This was June 15, 1978, the first of six consecutiv­e nights in West London with which he kicked off the European leg of a world tour. Anticipati­on and uncertaint­y were running high. Although Street-legal was released that very day, few arriving at the old exhibition hall that evening could have heard it.
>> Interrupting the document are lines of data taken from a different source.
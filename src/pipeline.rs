//! The analysis run: walk, extract, build.
//!
//! Files are extracted independently, sequentially or on the rayon pool.
//! Parallel results are put back into path order before anything reads
//! them, so both modes produce the same batch and the same graph.

use indicatif::{ProgressBar, ProgressStyle};
use rayon::prelude::*;
use serde::Serialize;
use std::collections::BTreeMap;
use std::fs;
use std::path::{Path, PathBuf};
use tracing::{info, warn};

use crate::ccm::{build_ccm, CcmAnalysisResult, ProjectInfo};
use crate::config::Config;
use crate::error::{AnalyzerError, FileFailure};
use crate::extract::{extract_as, Extraction, Strategy};
use crate::ir::IrBatch;
use crate::language::Language;
use crate::walker::{ProjectType, SourceFile, Walker};

/// Statistics of one run. Serialized into the legacy artifact and carried
/// in the CCM metadata as `original_stats`.
#[derive(Debug, Clone, Default, Serialize)]
pub struct RunStats {
    pub total_files: usize,
    pub total_functions: usize,
    pub total_classes: usize,
    pub total_comments: usize,
    /// Files analyzed per language.
    pub languages: BTreeMap<String, usize>,
    pub functions_per_language: BTreeMap<String, usize>,
    pub classes_per_language: BTreeMap<String, usize>,
    pub comments_per_language: BTreeMap<String, usize>,
    pub project_type: String,
    /// Files too small or without any IR.
    pub files_skipped: usize,
    /// Files excluded by ignore rules before extraction.
    pub files_ignored: usize,
    pub files_failed: usize,
    /// Files per extraction strategy.
    pub strategies: BTreeMap<String, usize>,
    pub failures: Vec<FileFailure>,
}

impl RunStats {
    fn record(&mut self, language: Language, extraction: &Extraction) {
        let ir = &extraction.ir;
        let lang = language.as_str().to_string();
        self.total_files += 1;
        self.total_functions += ir.functions.len();
        self.total_classes += ir.classes.len();
        self.total_comments += ir.module.comments.len();
        *self.languages.entry(lang.clone()).or_insert(0) += 1;
        *self.functions_per_language.entry(lang.clone()).or_insert(0) += ir.functions.len();
        *self.classes_per_language.entry(lang.clone()).or_insert(0) += ir.classes.len();
        *self.comments_per_language.entry(lang).or_insert(0) += ir.module.comments.len();
        *self
            .strategies
            .entry(extraction.strategy.as_str().to_string())
            .or_insert(0) += 1;
    }

    /// Languages that contributed IR, in classifier order.
    pub fn language_list(&self) -> Vec<Language> {
        Language::ALL
            .iter()
            .copied()
            .filter(|l| self.languages.contains_key(l.as_str()))
            .collect()
    }

    pub fn strategy_count(&self, strategy: Strategy) -> usize {
        self.strategies.get(strategy.as_str()).copied().unwrap_or(0)
    }
}

/// Everything a run produced.
#[derive(Debug)]
pub struct AnalysisOutcome {
    pub root: PathBuf,
    pub project_type: ProjectType,
    pub batch: IrBatch,
    pub stats: RunStats,
    pub ccm: CcmAnalysisResult,
}

enum FileResult {
    Extracted(Language, Extraction),
    Skipped,
    Failed(FileFailure),
}

/// Runs the analysis of one repository.
pub struct Analyzer {
    root: PathBuf,
    config: Config,
    progress: bool,
}

impl Analyzer {
    pub fn new<P: Into<PathBuf>>(root: P, config: Config) -> Self {
        Self {
            root: root.into(),
            config,
            progress: false,
        }
    }

    /// Show a progress bar on stderr during extraction.
    pub fn progress(mut self, enabled: bool) -> Self {
        self.progress = enabled;
        self
    }

    pub fn config(&self) -> &Config {
        &self.config
    }

    pub fn run(&self) -> Result<AnalysisOutcome, AnalyzerError> {
        let root = validate_root(&self.root)?;
        let project_type = ProjectType::detect(&root);
        info!(root = %root.display(), project_type = %project_type, "starting analysis");

        let walk = Walker::new(&root, &self.config, project_type).walk();
        info!(files = walk.files.len(), ignored = walk.ignored, "collected source files");

        let bar = self.progress_bar(walk.files.len());
        let mut results: Vec<(&SourceFile, FileResult)> = if self.config.parallel {
            walk.files
                .par_iter()
                .map(|file| {
                    let result = analyze_file(file);
                    bar.inc(1);
                    (file, result)
                })
                .collect()
        } else {
            walk.files
                .iter()
                .map(|file| {
                    let result = analyze_file(file);
                    bar.inc(1);
                    (file, result)
                })
                .collect()
        };
        bar.finish_and_clear();
        results.sort_by(|a, b| a.0.relative.cmp(&b.0.relative));

        let mut stats = RunStats {
            project_type: project_type.as_str().to_string(),
            files_ignored: walk.ignored,
            files_failed: walk.failures.len(),
            failures: walk.failures.clone(),
            ..RunStats::default()
        };
        let mut batch = IrBatch::new();
        for (_, result) in results {
            match result {
                FileResult::Extracted(language, extraction) => {
                    stats.record(language, &extraction);
                    batch.push(extraction.ir);
                }
                FileResult::Skipped => stats.files_skipped += 1,
                FileResult::Failed(failure) => {
                    stats.files_failed += 1;
                    stats.failures.push(failure);
                }
            }
        }
        stats.failures.sort_by(|a, b| a.path.cmp(&b.path));
        info!(
            files = stats.total_files,
            functions = stats.total_functions,
            classes = stats.total_classes,
            comments = stats.total_comments,
            skipped = stats.files_skipped,
            failed = stats.files_failed,
            "extraction complete"
        );

        let project = ProjectInfo {
            name: root
                .file_name()
                .map(|n| n.to_string_lossy().into_owned())
                .unwrap_or_else(|| root.display().to_string()),
            root_path: root.display().to_string(),
            project_type: project_type.as_str().to_string(),
            languages: stats.language_list(),
            timestamp: Some(chrono::Utc::now().to_rfc3339()),
            stats: serde_json::to_value(&stats).ok(),
        };
        let ccm = build_ccm(&batch, project);

        Ok(AnalysisOutcome {
            root,
            project_type,
            batch,
            stats,
            ccm,
        })
    }

    fn progress_bar(&self, len: usize) -> ProgressBar {
        if !self.progress {
            return ProgressBar::hidden();
        }
        let bar = ProgressBar::new(len as u64);
        if let Ok(style) = ProgressStyle::with_template("{bar:40.cyan/blue} {pos:>4}/{len:4} {msg}") {
            bar.set_style(style);
        }
        bar.set_message("extracting");
        bar
    }
}

/// Check the input root and make it absolute.
fn validate_root(root: &Path) -> Result<PathBuf, AnalyzerError> {
    if !root.exists() {
        return Err(AnalyzerError::InputNotFound(root.to_path_buf()));
    }
    if !root.is_dir() {
        return Err(AnalyzerError::InputNotDirectory(root.to_path_buf()));
    }
    Ok(root.canonicalize().unwrap_or_else(|_| root.to_path_buf()))
}

fn analyze_file(file: &SourceFile) -> FileResult {
    let bytes = match fs::read(&file.path) {
        Ok(bytes) => bytes,
        Err(e) => {
            warn!(path = %file.relative, error = %e, "failed to read file");
            return FileResult::Failed(FileFailure::new(file.relative.as_str(), e));
        }
    };
    let content = String::from_utf8_lossy(&bytes);

    match extract_as(&file.path, &file.relative, &content, file.language) {
        Some(extraction) => FileResult::Extracted(file.language, extraction),
        None => FileResult::Skipped,
    }
}

#[cfg(test)]
mod tests {
    use super::*;
    use tempfile::TempDir;

    #[test]
    fn test_missing_root_is_fatal() {
        let dir = TempDir::new().unwrap();
        let missing = dir.path().join("nope");
        let err = Analyzer::new(&missing, Config::default()).run().unwrap_err();
        assert!(matches!(err, AnalyzerError::InputNotFound(_)));

        let file = dir.path().join("a.py");
        fs::write(&file, "def a():\n    pass\n").unwrap();
        let err = Analyzer::new(&file, Config::default()).run().unwrap_err();
        assert!(matches!(err, AnalyzerError::InputNotDirectory(_)));
    }

    #[test]
    fn test_empty_repository_completes() {
        let dir = TempDir::new().unwrap();
        let outcome = Analyzer::new(dir.path(), Config::default()).run().unwrap();
        assert!(outcome.batch.is_empty());
        assert_eq!(outcome.stats.total_files, 0);
        assert_eq!(outcome.ccm.metadata.total_nodes, 0);
        assert_eq!(outcome.ccm.metadata.resolution_rate, 0.0);
        assert_eq!(outcome.stats.project_type, "unknown");
    }

    #[test]
    fn test_tiny_files_are_skipped() {
        let dir = TempDir::new().unwrap();
        fs::write(dir.path().join("tiny.py"), "x = 1\n").unwrap();
        let outcome = Analyzer::new(dir.path(), Config::default()).run().unwrap();
        assert_eq!(outcome.stats.files_skipped, 1);
        assert_eq!(outcome.stats.total_files, 0);
    }

    #[test]
    #[cfg(unix)]
    fn test_broken_link_is_recorded_as_failure() {
        let dir = TempDir::new().unwrap();
        fs::write(dir.path().join("good.py"), "def good():\n    return 1\n").unwrap();
        std::os::unix::fs::symlink(dir.path().join("gone.py"), dir.path().join("broken.py"))
            .unwrap();

        let outcome = Analyzer::new(dir.path(), Config::default()).run().unwrap();
        assert_eq!(outcome.stats.total_files, 1);
        assert_eq!(outcome.stats.files_failed, 1);
        assert_eq!(outcome.stats.failures.len(), 1);
        assert_eq!(outcome.stats.failures[0].path, "broken.py");
        assert!(!outcome.stats.failures[0].reason.is_empty());
    }

    #[test]
    #[cfg(unix)]
    fn test_unreadable_file_is_recorded_as_failure() {
        use std::os::unix::fs::PermissionsExt;

        let dir = TempDir::new().unwrap();
        let path = dir.path().join("locked.py");
        fs::write(&path, "def locked():\n    return 1\n").unwrap();
        fs::set_permissions(&path, fs::Permissions::from_mode(0o000)).unwrap();
        // Privileged users can still read the file.
        if fs::read(&path).is_ok() {
            return;
        }

        let outcome = Analyzer::new(dir.path(), Config::default()).run().unwrap();
        assert_eq!(outcome.stats.files_failed, 1);
        assert_eq!(outcome.stats.failures[0].path, "locked.py");
        assert_eq!(outcome.stats.total_files, 0);
    }

    #[test]
    fn test_stats_language_list() {
        let mut stats = RunStats::default();
        stats.languages.insert("rust".to_string(), 1);
        stats.languages.insert("python".to_string(), 2);
        assert_eq!(stats.language_list(), vec![Language::Python, Language::Rust]);
    }
}
//! ccm-analyzer - multi-language repository analyzer.
//!
//! Walks a source tree, extracts a flat intermediate representation of
//! every file (functions, classes, imports, comments), and links it into a
//! Canonical Code Model: a graph of modules, classes, functions and
//! comments joined by containment and by import, inheritance and call
//! relationships.
//!
//! # Architecture
//!
//! - `language`: file classification
//! - `extract`: per-language profiles, the tree-sitter extractor and the
//!   regex fallback
//! - `ir`: the per-file intermediate representation
//! - `ccm`: graph model, symbol table and the two-phase builder
//! - `walker` / `pipeline`: file discovery and the run itself
//! - `output`: JSON artifacts and the terminal summary
//!
//! # Adding a New Language
//!
//! Add a variant to `Language`, describe its syntax in a `LanguageProfile`
//! in `extract/profile.rs`, and bind a grammar in `extract/grammar.rs` if a
//! tree-sitter crate exists for it. Without a grammar the profile's
//! fallback patterns are used.

pub mod ccm;
pub mod cli;
pub mod config;
pub mod error;
pub mod extract;
pub mod ir;
pub mod language;
pub mod output;
pub mod pipeline;
pub mod walker;

pub use ccm::{build_ccm, CcmAnalysisResult, CcmNode, NodeType, ProjectInfo, Relationship, RelationshipType};
pub use config::Config;
pub use error::{AnalyzerError, FileFailure};
pub use extract::{extract_file, Extraction, Strategy, StructuralExtractor};
pub use ir::{ClassInfo, CommentInfo, FileIr, FunctionInfo, IrBatch, ModuleInfo};
pub use language::{classify, Language};
pub use pipeline::{AnalysisOutcome, Analyzer, RunStats};

/// Initialize shared state.
///
/// Compiles every language profile up front. Optional; profiles are built
/// on first use otherwise.
pub fn init() {
    for language in Language::ALL {
        extract::profile_for(*language);
    }
}
//! Name lookup for relationship resolution.
//!
//! Every entity is registered under several keys: its bare name, a
//! kind-prefixed form, and qualified forms. A key registered twice keeps the
//! later id. Resolution walks a fixed candidate list, most global first, and
//! returns the first hit.

use std::collections::HashMap;
use std::fmt;

/// Namespace of a lookup key. `Bare` keys carry no prefix.
#[derive(Debug, Clone, Copy, PartialEq, Eq, Hash)]
pub enum KeyKind {
    Bare,
    Module,
    Class,
    Function,
}

#[derive(Debug, Clone, PartialEq, Eq, Hash)]
pub struct SymbolKey {
    pub kind: KeyKind,
    pub name: String,
}

impl SymbolKey {
    pub fn new(kind: KeyKind, name: impl Into<String>) -> Self {
        Self {
            kind,
            name: name.into(),
        }
    }
}

impl fmt::Display for SymbolKey {
    fn fmt(&self, f: &mut fmt::Formatter<'_>) -> fmt::Result {
        match self.kind {
            KeyKind::Bare => write!(f, "{}", self.name),
            KeyKind::Module => write!(f, "module:{}", self.name),
            KeyKind::Class => write!(f, "class:{}", self.name),
            KeyKind::Function => write!(f, "function:{}", self.name),
        }
    }
}

/// Where a reference occurs.
#[derive(Debug, Clone, Copy, Default)]
pub struct Scope<'a> {
    pub module: Option<&'a str>,
    pub class: Option<&'a str>,
}

impl<'a> Scope<'a> {
    pub fn global() -> Self {
        Self::default()
    }

    pub fn module(module: &'a str) -> Self {
        Self {
            module: Some(module),
            class: None,
        }
    }

    pub fn member(module: &'a str, class: Option<&'a str>) -> Self {
        Self {
            module: Some(module),
            class,
        }
    }
}

#[derive(Debug, Default)]
pub struct SymbolTable {
    entries: HashMap<SymbolKey, String>,
    collisions: usize,
}

impl SymbolTable {
    pub fn new() -> Self {
        Self::default()
    }

    /// Register `key`. An existing entry is overwritten.
    pub fn insert(&mut self, key: SymbolKey, id: &str) {
        if let Some(previous) = self.entries.insert(key, id.to_string()) {
            if previous != id {
                self.collisions += 1;
            }
        }
    }

    pub fn get(&self, key: &SymbolKey) -> Option<&str> {
        self.entries.get(key).map(String::as_str)
    }

    pub fn len(&self) -> usize {
        self.entries.len()
    }

    pub fn is_empty(&self) -> bool {
        self.entries.is_empty()
    }

    /// Keys overwritten with a different id.
    pub fn collisions(&self) -> usize {
        self.collisions
    }

    pub fn register_module(&mut self, name: &str, id: &str) {
        self.insert(SymbolKey::new(KeyKind::Bare, name), id);
        self.insert(SymbolKey::new(KeyKind::Module, name), id);
    }

    pub fn register_class(&mut self, module: &str, name: &str, id: &str) {
        let qualified = format!("{}.{}", module, name);
        self.insert(SymbolKey::new(KeyKind::Bare, name), id);
        self.insert(SymbolKey::new(KeyKind::Class, name), id);
        self.insert(SymbolKey::new(KeyKind::Bare, qualified.as_str()), id);
        self.insert(SymbolKey::new(KeyKind::Class, qualified), id);
    }

    /// `full_name` is `module.Class.name` for methods, `module.name` otherwise.
    pub fn register_function(
        &mut self,
        module: &str,
        class: Option<&str>,
        name: &str,
        full_name: &str,
        id: &str,
    ) {
        self.insert(SymbolKey::new(KeyKind::Bare, name), id);
        self.insert(SymbolKey::new(KeyKind::Function, name), id);
        self.insert(SymbolKey::new(KeyKind::Bare, full_name), id);
        self.insert(SymbolKey::new(KeyKind::Function, full_name), id);

        if let Some(class) = class {
            let in_class = format!("{}.{}", class, name);
            self.insert(SymbolKey::new(KeyKind::Bare, in_class.as_str()), id);
            self.insert(SymbolKey::new(KeyKind::Function, in_class), id);
        }

        let in_module = format!("{}.{}", module, name);
        self.insert(SymbolKey::new(KeyKind::Bare, in_module.as_str()), id);
        self.insert(SymbolKey::new(KeyKind::Function, in_module), id);
    }

    /// Candidate keys for `target` in `scope`, in lookup order.
    pub fn candidates(target: &str, scope: Scope<'_>) -> Vec<SymbolKey> {
        let mut keys = vec![
            SymbolKey::new(KeyKind::Bare, target),
            SymbolKey::new(KeyKind::Function, target),
            SymbolKey::new(KeyKind::Class, target),
            SymbolKey::new(KeyKind::Module, target),
        ];

        if let Some(module) = scope.module {
            let qualified = format!("{}.{}", module, target);
            keys.push(SymbolKey::new(KeyKind::Bare, qualified.as_str()));
            keys.push(SymbolKey::new(KeyKind::Function, qualified.as_str()));
            keys.push(SymbolKey::new(KeyKind::Class, qualified));
        }

        if let Some(class) = scope.class {
            let qualified = format!("{}.{}", class, target);
            keys.push(SymbolKey::new(KeyKind::Bare, qualified.as_str()));
            keys.push(SymbolKey::new(KeyKind::Function, qualified));
        }

        if let (Some(module), Some(class)) = (scope.module, scope.class) {
            let qualified = format!("{}.{}.{}", module, class, target);
            keys.push(SymbolKey::new(KeyKind::Bare, qualified.as_str()));
            keys.push(SymbolKey::new(KeyKind::Function, qualified));
        }

        keys
    }

    /// Resolve `target` to a node id, trying candidates in order.
    pub fn resolve(&self, target: &str, scope: Scope<'_>) -> Option<&str> {
        Self::candidates(target, scope)
            .iter()
            .find_map(|key| self.get(key))
    }
}
//! Language classification by file path.
//!
//! Special file names are recognized first (`Dockerfile`, `Makefile`), then
//! the suffix is looked up case-insensitively. Everything downstream keys off
//! the resulting [`Language`] tag.

use serde::{Deserialize, Serialize};
use std::fmt;
use std::path::Path;

/// A language tag produced by [`classify`].
#[derive(Debug, Clone, Copy, PartialEq, Eq, Hash, PartialOrd, Ord, Serialize, Deserialize)]
#[serde(rename_all = "lowercase")]
pub enum Language {
    Python,
    JavaScript,
    TypeScript,
    Java,
    Kotlin,
    Scala,
    C,
    Cpp,
    Go,
    Rust,
    Swift,
    CSharp,
    Ruby,
    Php,
    Perl,
    Bash,
    Html,
    Css,
    Json,
    Yaml,
    Toml,
    Xml,
    Sql,
    Markdown,
    Dockerfile,
    Makefile,
}

/// Suffix table. Order matters only for compound suffixes, which are checked
/// before the plain extension.
const SUFFIXES: &[(&str, Language)] = &[
    ("py", Language::Python),
    ("pyi", Language::Python),
    ("js", Language::JavaScript),
    ("jsx", Language::JavaScript),
    ("mjs", Language::JavaScript),
    ("ts", Language::TypeScript),
    ("tsx", Language::TypeScript),
    ("java", Language::Java),
    ("kt", Language::Kotlin),
    ("scala", Language::Scala),
    ("c", Language::C),
    ("h", Language::C),
    ("cpp", Language::Cpp),
    ("cxx", Language::Cpp),
    ("cc", Language::Cpp),
    ("hpp", Language::Cpp),
    ("hxx", Language::Cpp),
    ("go", Language::Go),
    ("rs", Language::Rust),
    ("swift", Language::Swift),
    ("cs", Language::CSharp),
    ("rb", Language::Ruby),
    ("php", Language::Php),
    ("pl", Language::Perl),
    ("sh", Language::Bash),
    ("bash", Language::Bash),
    ("zsh", Language::Bash),
    ("html", Language::Html),
    ("htm", Language::Html),
    ("css", Language::Css),
    ("scss", Language::Css),
    ("sass", Language::Css),
    ("json", Language::Json),
    ("yaml", Language::Yaml),
    ("yml", Language::Yaml),
    ("toml", Language::Toml),
    ("xml", Language::Xml),
    ("sql", Language::Sql),
    ("dockerfile", Language::Dockerfile),
    ("md", Language::Markdown),
    ("makefile", Language::Makefile),
];

/// Classify a path into a language tag.
///
/// Returns `None` for unrecognized files. Never fails otherwise.
pub fn classify<P: AsRef<Path>>(path: P) -> Option<Language> {
    let path = path.as_ref();
    let file_name = path.file_name()?.to_string_lossy().to_lowercase();

    match file_name.as_str() {
        "dockerfile" => return Some(Language::Dockerfile),
        "makefile" => return Some(Language::Makefile),
        _ => {}
    }

    if file_name.ends_with(".d.ts") {
        return Some(Language::TypeScript);
    }

    let ext = path.extension()?.to_string_lossy().to_lowercase();
    SUFFIXES
        .iter()
        .find(|(suffix, _)| *suffix == ext)
        .map(|(_, lang)| *lang)
}

impl Language {
    /// All language tags, in declaration order.
    pub const ALL: &'static [Language] = &[
        Language::Python,
        Language::JavaScript,
        Language::TypeScript,
        Language::Java,
        Language::Kotlin,
        Language::Scala,
        Language::C,
        Language::Cpp,
        Language::Go,
        Language::Rust,
        Language::Swift,
        Language::CSharp,
        Language::Ruby,
        Language::Php,
        Language::Perl,
        Language::Bash,
        Language::Html,
        Language::Css,
        Language::Json,
        Language::Yaml,
        Language::Toml,
        Language::Xml,
        Language::Sql,
        Language::Markdown,
        Language::Dockerfile,
        Language::Makefile,
    ];

    pub fn as_str(&self) -> &'static str {
        match self {
            Language::Python => "python",
            Language::JavaScript => "javascript",
            Language::TypeScript => "typescript",
            Language::Java => "java",
            Language::Kotlin => "kotlin",
            Language::Scala => "scala",
            Language::C => "c",
            Language::Cpp => "cpp",
            Language::Go => "go",
            Language::Rust => "rust",
            Language::Swift => "swift",
            Language::CSharp => "csharp",
            Language::Ruby => "ruby",
            Language::Php => "php",
            Language::Perl => "perl",
            Language::Bash => "bash",
            Language::Html => "html",
            Language::Css => "css",
            Language::Json => "json",
            Language::Yaml => "yaml",
            Language::Toml => "toml",
            Language::Xml => "xml",
            Language::Sql => "sql",
            Language::Markdown => "markdown",
            Language::Dockerfile => "dockerfile",
            Language::Makefile => "makefile",
        }
    }

    /// Whether files of this language take part in a repository run.
    ///
    /// Markup and data formats that are classified but never analyzed
    /// (toml, xml, markdown, dockerfile, makefile, perl) return false.
    pub fn is_analyzable(&self) -> bool {
        !matches!(
            self,
            Language::Perl
                | Language::Toml
                | Language::Xml
                | Language::Markdown
                | Language::Dockerfile
                | Language::Makefile
        )
    }

    /// File extensions mapped to this language (without dot).
    pub fn extensions(&self) -> Vec<&'static str> {
        SUFFIXES
            .iter()
            .filter(|(_, lang)| lang == self)
            .map(|(suffix, _)| *suffix)
            .collect()
    }
}

impl fmt::Display for Language {
    fn fmt(&self, f: &mut fmt::Formatter<'_>) -> fmt::Result {
        write!(f, "{}", self.as_str())
    }
}

impl std::str::FromStr for Language {
    type Err = String;

    fn from_str(s: &str) -> Result<Self, Self::Err> {
        let lower = s.to_lowercase();
        Language::ALL
            .iter()
            .find(|lang| lang.as_str() == lower)
            .copied()
            .ok_or_else(|| format!("unknown language: {}", s))
    }
}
It was soon clear was that this was outside our previous experience of Dylan on stage with a band. This was neither the maximum rock and roll he performed with the Hawks nor the gypsy music of the Rolling Thunder troupe. The Dylan of 1978 was looking for a more discipline­d setting for his songs, one that could be provided by a band featuring Billy Cross and Steven Soles on guitars, David Mansfield (violin and mandolin), Alan Pasqua (keyboards), Jerry Scheff (bass guitar), Ian Wallace (drums), Bobbye Hall (percussion) and Steve Douglas on soprano and tenor saxes, with Helena Springs, Jo Ann Harris and Carolyn Dennis on backing vocals.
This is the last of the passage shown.